BCT is the party; it has the responsibility; it must follow the court’s orders.  The justice system would break down if company employees could claim that they did not know about the court orders and simply disregard them.  BCT has not pointed to any case that supports its argument.  As a result, the court rejects BCT’s second argument–that the BCT executives and employees were acting as individuals against the company’s wishes–thus seeking to obviate itself of its responsibility of the massive deletions of ESI from the five BCT laptops.

*48 Therefore, because BCT had control and responsibility over the five laptops, that alone is enough to establish that BCT acted with bad faith in the spoliation of the evidence.

The court also identified other evidence that supported a finding of bad faith, namely “the timing of the deletions at issue; the number of deletions made; the lack of effective communication BCT had with its employees regarding their duty to preserve evidence; BCT’s employees’ lack of credibility and attempts to cover up and deny the deletions that occurred; and the deliberate, calculated, and methodical behavior involved in the deletions.”
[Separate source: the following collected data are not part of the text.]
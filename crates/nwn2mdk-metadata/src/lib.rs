//! NWN2 object metadata
//!
//! Typed per-object metadata ([`MetadataSchema`]), the untyped annotation
//! channel it travels through ([`AnnotationMap`]), and the translator that
//! moves values between the two.

pub mod annotations;
pub mod scene;
pub mod schema;
pub mod translator;

pub use annotations::{AnnotationMap, AnnotationValue};
pub use scene::{Scene, SceneObject};
pub use schema::{
    HairShorteningBehavior, HelmHairHidingBehavior, MeshProperties, MetadataSchema, TINT_MAP_MAX_LEN,
};
pub use translator::{from_legacy, loopback, purge, to_legacy, LegacyImport};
Having determined that an adverse inference was warranted, the court nonetheless turned to careful consideration of the Enrenhaus factors to determine the most appropriate sanction.  Those factors are:  “(1) [T]he degree of actual prejudice to the defendant; (2) the amount of interference with the judicial process; … (3) the culpability of the litigant"; (4) whether the court warned the party in advance that dismissal of the action would be a likely sanction for noncompliance; and (5) the efficacy of lesser sanctions.”  Following a brief discussion of each factor, the court concluded that “extreme sanctions are warranted in this case where discovery abuses of a serious magnitude involving bad faith and willful disregard of two direct court orders occurred.”  Accordingly, the court recommended that defendant’s answer be stricken, its counterclaims dismissed, and that judgment by default be entered for the plaintiff.  The court also concluded that monetary sanctions were appropriate and that the matter should be referred to US Attorney’s Office for investigation and criminal prosecution.

On February 16, 2011, the District Court adopted the recommendations of the magistrate.